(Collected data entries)
//! crab-ahci - polled AHCI driver for bare-metal environments
//!
//! This library finds a SATA host bus adapter running in AHCI mode, brings its
//! ports up one at a time, issues ATA commands synchronously and builds an
//! inventory of the attached drives from their IDENTIFY data.
//!
//! Everything the driver needs from its environment is reached through small
//! traits so the same code runs under firmware, a DOS-style extender or a
//! hosted test harness:
//!
//! - [`drivers::pci::PciAccess`] for configuration space
//! - [`drivers::mmio::PhysMapper`] for mapping the register BAR
//! - [`drivers::dma::DmaMemory`] for DMA-visible buffers
//! - [`time::Clock`] for the monotonic time base used by every wait

#![cfg_attr(not(test), no_std)]
#![allow(unsafe_op_in_unsafe_fn)]

extern crate alloc;

pub mod arch;
pub mod drivers;
#[cfg(feature = "serial-log")]
pub mod logger;
pub mod time;

pub use drivers::ahci::{
    AhciController, AhciError, AhciPort, AhciSession, AtaCommand, DeviceType, Direction,
    DriveInfo, DriveList, PortState, TaskFileRegisters, Timeouts,
};
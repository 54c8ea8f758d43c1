//! HBA-wide state: AHCI mode, global reset and restoration on exit

use super::hba::Hba;
use super::regs::*;
use super::{AhciError, DeviceType, Timeouts};
use crate::drivers::mmio::RegisterIo;
use crate::time::{Clock, retry, wait_for};

/// An AHCI host bus adapter
///
/// Created once per session. Remembers whether the HBA was in AHCI mode and
/// had interrupts enabled on entry so [`AhciController::shutdown`] can put it
/// back the way it was found.
pub struct AhciController<R: RegisterIo, C: Clock> {
    hba: Hba<R>,
    clock: C,
    timeouts: Timeouts,
    initial_ahci_enabled: bool,
    initial_interrupts: bool,
    num_ports: u8,
    ports_implemented: u32,
}

impl<R: RegisterIo, C: Clock> AhciController<R, C> {
    /// Take over the HBA behind `io`
    ///
    /// An HBA found in legacy mode is switched to AHCI, reset and switched
    /// again, since the reset drops it back out of AHCI mode.
    pub fn new(io: R, clock: C, timeouts: Timeouts) -> Result<Self, AhciError> {
        let hba = Hba::new(io);
        let initial_ahci_enabled = hba.ghc().is_set(GHC::AE);

        let mut controller = Self {
            hba,
            clock,
            timeouts,
            initial_ahci_enabled,
            initial_interrupts: false,
            num_ports: 0,
            ports_implemented: 0,
        };

        if initial_ahci_enabled {
            controller.initial_interrupts = controller.query_interrupt_flag();
        } else {
            log::info!("AHCI: controller in legacy mode, switching to AHCI");
            controller.enable()?;
            controller.reset()?;
            controller.enable()?;
        }

        controller.hba.clear_interrupt_status(0xFFFF_FFFF);

        let cap = controller.hba.cap();
        let version = controller.hba.version();
        controller.num_ports = cap.read(CAP::NP) as u8 + 1;
        controller.ports_implemented = controller.hba.ports_implemented();

        log::info!(
            "AHCI version: {}.{}",
            version.read(VS::MJR),
            version.read(VS::MNR)
        );
        log::debug!(
            "AHCI CAP: {:#x}, ports={}, PI={:#010x}, initial AE={} IE={}",
            cap.get(),
            controller.num_ports,
            controller.ports_implemented,
            controller.initial_ahci_enabled,
            controller.initial_interrupts
        );

        Ok(controller)
    }

    /// Set GHC.AE, re-reading up to the configured number of attempts
    pub fn enable(&self) -> Result<(), AhciError> {
        if self.query_state() {
            return Ok(());
        }

        let hba = &self.hba;
        let enabled = retry(
            &self.clock,
            self.timeouts.enable_attempts,
            self.timeouts.enable_retry_ms,
            || {
                hba.modify_ghc(GHC::AE::SET);
                hba.ghc().is_set(GHC::AE)
            },
        );
        if !enabled {
            log::error!("AHCI: could not enable AHCI mode (GHC={:#x})", hba.ghc().get());
            return Err(AhciError::ControllerEnableTimeout);
        }
        Ok(())
    }

    /// Clear GHC, leaving AHCI mode
    pub fn disable(&self) -> Result<(), AhciError> {
        if !self.query_state() {
            return Ok(());
        }

        let hba = &self.hba;
        let disabled = retry(
            &self.clock,
            self.timeouts.enable_attempts,
            self.timeouts.enable_retry_ms,
            || {
                hba.set_ghc(0);
                !hba.ghc().is_set(GHC::AE)
            },
        );
        if !disabled {
            log::warn!("AHCI: could not leave AHCI mode (GHC={:#x})", hba.ghc().get());
            return Err(AhciError::ControllerEnableTimeout);
        }
        Ok(())
    }

    /// Global HBA reset
    ///
    /// Requires AHCI mode. If HR is already set the write is skipped and only
    /// the wait for self-clear happens.
    pub fn reset(&self) -> Result<(), AhciError> {
        self.enable()?;

        let hba = &self.hba;
        if !hba.ghc().is_set(GHC::HR) {
            log::debug!("AHCI: resetting HBA");
            hba.modify_ghc(GHC::HR::SET);
        }

        if !wait_for(&self.clock, self.timeouts.controller_reset_ms, || {
            !hba.ghc().is_set(GHC::HR)
        }) {
            log::error!(
                "AHCI: HBA reset didn't complete within {}ms",
                self.timeouts.controller_reset_ms
            );
            return Err(AhciError::ControllerResetTimeout);
        }
        Ok(())
    }

    /// Whether the HBA is currently in AHCI mode
    pub fn query_state(&self) -> bool {
        self.hba.ghc().is_set(GHC::AE)
    }

    /// Whether the global interrupt enable bit is set
    pub fn query_interrupt_flag(&self) -> bool {
        self.hba.ghc().is_set(GHC::IE)
    }

    /// Clear `port`'s bit in the global interrupt status
    pub fn acknowledge_port(&self, port: u8) {
        if port < MAX_PORTS {
            self.hba.clear_interrupt_status(1 << port);
        }
    }

    /// Device type from the port's signature register
    pub fn classify(&self, port: u8) -> DeviceType {
        if port >= MAX_PORTS {
            return DeviceType::Unknown;
        }
        DeviceType::from_signature(self.hba.port(port).signature())
    }

    /// Put the HBA back into the state it was found in
    ///
    /// Failures are logged; there is nothing left to recover at this point.
    pub fn shutdown(self) {
        if !self.initial_ahci_enabled
            && let Err(e) = self.reset()
        {
            log::warn!("AHCI: reset before exit failed: {}", e);
        }

        if self.initial_ahci_enabled {
            log::info!("AHCI: restoring AHCI mode found on entry");
            if let Err(e) = self.enable() {
                log::warn!("AHCI: {}", e);
            }
            if self.initial_interrupts {
                self.hba.modify_ghc(GHC::IE::SET);
            }
        } else if let Err(e) = self.disable() {
            log::warn!("AHCI: {}", e);
        }
    }

    pub fn hba(&self) -> &Hba<R> {
        &self.hba
    }

    pub fn clock(&self) -> &C {
        &self.clock
    }

    pub fn timeouts(&self) -> &Timeouts {
        &self.timeouts
    }

    /// Number of ports from CAP.NP
    pub fn num_ports(&self) -> u8 {
        self.num_ports
    }

    /// Ports-implemented bitmap
    pub fn ports_implemented(&self) -> u32 {
        self.ports_implemented
    }

    pub fn port_implemented(&self, port: u8) -> bool {
        port < MAX_PORTS && self.ports_implemented & (1 << port) != 0
    }

    pub fn initial_ahci_enabled(&self) -> bool {
        self.initial_ahci_enabled
    }

    pub fn initial_interrupts(&self) -> bool {
        self.initial_interrupts
    }
}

**To do**.
Please return the data above in full, without altering a single line.

**Written answer**.
//! crab-ahci - polled AHCI driver for bare-metal environments
//!
//! This library finds a SATA host bus adapter running in AHCI mode, brings its
//! ports up one at a time, issues ATA commands synchronously and builds an
//! inventory of the attached drives from their IDENTIFY data.
//!
//! Everything the driver needs from its environment is reached through small
//! traits so the same code runs under firmware, a DOS-style extender or a
//! hosted test harness:
//!
//! - [`drivers::pci::PciAccess`] for configuration space
//! - [`drivers::mmio::PhysMapper`] for mapping the register BAR
//! - [`drivers::dma::DmaMemory`] for DMA-visible buffers
//! - [`time::Clock`] for the monotonic time base used by every wait

#![cfg_attr(not(test), no_std)]
#![allow(unsafe_op_in_unsafe_fn)]

extern crate alloc;

pub mod arch;
pub mod drivers;
#[cfg(feature = "serial-log")]
pub mod logger;
pub mod time;

pub use drivers::ahci::{
    AhciController, AhciError, AhciPort, AhciSession, AtaCommand, DeviceType, Direction,
    DriveInfo, DriveList, PortState, TaskFileRegisters, Timeouts,
};
repository 54c8ea8f758d43c1
//! HBA-wide state: AHCI mode, global reset and restoration on exit

use super::hba::Hba;
use super::regs::*;
use super::{AhciError, DeviceType, Timeouts};
use crate::drivers::mmio::RegisterIo;
use crate::time::{Clock, retry, wait_for};

/// An AHCI host bus adapter
///
/// Created once per session. Remembers whether the HBA was in AHCI mode and
/// had interrupts enabled on entry so [`AhciController::shutdown`] can put it
/// back the way it was found.
pub struct AhciController<R: RegisterIo, C: Clock> {
    hba: Hba<R>,
    clock: C,
    timeouts: Timeouts,
    initial_ahci_enabled: bool,
    initial_interrupts: bool,
    num_ports: u8,
    ports_implemented: u32,
}

impl<R: RegisterIo, C: Clock> AhciController<R, C> {
    /// Take over the HBA behind `io`
    ///
    /// An HBA found in legacy mode is switched to AHCI, reset and switched
    /// again, since the reset drops it back out of AHCI mode.
    pub fn new(io: R, clock: C, timeouts: Timeouts) -> Result<Self, AhciError> {
        let hba = Hba::new(io);
        let initial_ahci_enabled = hba.ghc().is_set(GHC::AE);

        let mut controller = Self {
            hba,
            clock,
            timeouts,
            initial_ahci_enabled,
            initial_interrupts: false,
            num_ports: 0,
            ports_implemented: 0,
        };

        if initial_ahci_enabled {
            controller.initial_interrupts = controller.query_interrupt_flag();
        } else {
            log::info!("AHCI: controller in legacy mode, switching to AHCI");
            controller.enable()?;
            controller.reset()?;
            controller.enable()?;
        }

        controller.hba.clear_interrupt_status(0xFFFF_FFFF);

        let cap = controller.hba.cap();
        let version = controller.hba.version();
        controller.num_ports = cap.read(CAP::NP) as u8 + 1;
        controller.ports_implemented = controller.hba.ports_implemented();

        log::info!(
            "AHCI version: {}.{}",
            version.read(VS::MJR),
            version.read(VS::MNR)
        );
        log::debug!(
            "AHCI CAP: {:#x}, ports={}, PI={:#010x}, initial AE={} IE={}",
            cap.get(),
            controller.num_ports,
            controller.ports_implemented,
            controller.initial_ahci_enabled,
            controller.initial_interrupts
        );

        Ok(controller)
    }

    /// Set GHC.AE, re-reading up to the configured number of attempts
    pub fn enable(&self) -> Result<(), AhciError> {
        if self.query_state() {
            return Ok(());
        }

        let hba = &self.hba;
        let enabled = retry(
            &self.clock,
            self.timeouts.enable_attempts,
            self.timeouts.enable_retry_ms,
            || {
                hba.modify_ghc(GHC::AE::SET);
                hba.ghc().is_set(GHC::AE)
            },
        );
        if !enabled {
            log::error!("AHCI: could not enable AHCI mode (GHC={:#x})", hba.ghc().get());
            return Err(AhciError::ControllerEnableTimeout);
        }
        Ok(())
    }

    /// Clear GHC, leaving AHCI mode
    pub fn disable(&self) -> Result<(), AhciError> {
        if !self.query_state() {
            return Ok(());
        }

        let hba = &self.hba;
        let disabled = retry(
            &self.clock,
            self.timeouts.enable_attempts,
            self.timeouts.enable_retry_ms,
            || {
                hba.set_ghc(0);
                !hba.ghc().is_set(GHC::AE)
            },
        );
        if !disabled {
            log::warn!("AHCI: could not leave AHCI mode (GHC={:#x})", hba.ghc().get());
            return Err(AhciError::ControllerEnableTimeout);
        }
        Ok(())
    }

    /// Global HBA reset
    ///
    /// Requires AHCI mode. If HR is already set the write is skipped and only
    /// the wait for self-clear happens.
    pub fn reset(&self) -> Result<(), AhciError> {
        self.enable()?;

        let hba = &self.hba;
        if !hba.ghc().is_set(GHC::HR) {
            log::debug!("AHCI: resetting HBA");
            hba.modify_ghc(GHC::HR::SET);
        }

        if !wait_for(&self.clock, self.timeouts.controller_reset_ms, || {
            !hba.ghc().is_set(GHC::HR)
        }) {
            log::error!(
                "AHCI: HBA reset didn't complete within {}ms",
                self.timeouts.controller_reset_ms
            );
            return Err(AhciError::ControllerResetTimeout);
        }
        Ok(())
    }

    /// Whether the HBA is currently in AHCI mode
    pub fn query_state(&self) -> bool {
        self.hba.ghc().is_set(GHC::AE)
    }

    /// Whether the global interrupt enable bit is set
    pub fn query_interrupt_flag(&self) -> bool {
        self.hba.ghc().is_set(GHC::IE)
    }

    /// Clear `port`'s bit in the global interrupt status
    pub fn acknowledge_port(&self, port: u8) {
        if port < MAX_PORTS {
            self.hba.clear_interrupt_status(1 << port);
        }
    }

    /// Device type from the port's signature register
    pub fn classify(&self, port: u8) -> DeviceType {
        if port >= MAX_PORTS {
            return DeviceType::Unknown;
        }
        DeviceType::from_signature(self.hba.port(port).signature())
    }

    /// Put the HBA back into the state it was found in
    ///
    /// Failures are logged; there is nothing left to recover at this point.
    pub fn shutdown(self) {
        if !self.initial_ahci_enabled
            && let Err(e) = self.reset()
        {
            log::warn!("AHCI: reset before exit failed: {}", e);
        }

        if self.initial_ahci_enabled {
            log::info!("AHCI: restoring AHCI mode found on entry");
            if let Err(e) = self.enable() {
                log::warn!("AHCI: {}", e);
            }
            if self.initial_interrupts {
                self.hba.modify_ghc(GHC::IE::SET);
            }
        } else if let Err(e) = self.disable() {
            log::warn!("AHCI: {}", e);
        }
    }

    pub fn hba(&self) -> &Hba<R> {
        &self.hba
    }

    pub fn clock(&self) -> &C {
        &self.clock
    }

    pub fn timeouts(&self) -> &Timeouts {
        &self.timeouts
    }

    /// Number of ports from CAP.NP
    pub fn num_ports(&self) -> u8 {
        self.num_ports
    }

    /// Ports-implemented bitmap
    pub fn ports_implemented(&self) -> u32 {
        self.ports_implemented
    }

    pub fn port_implemented(&self, port: u8) -> bool {
        port < MAX_PORTS && self.ports_implemented & (1 << port) != 0
    }

    pub fn initial_ahci_enabled(&self) -> bool {
        self.initial_ahci_enabled
    }

    pub fn initial_interrupts(&self) -> bool {
        self.initial_interrupts
    }
}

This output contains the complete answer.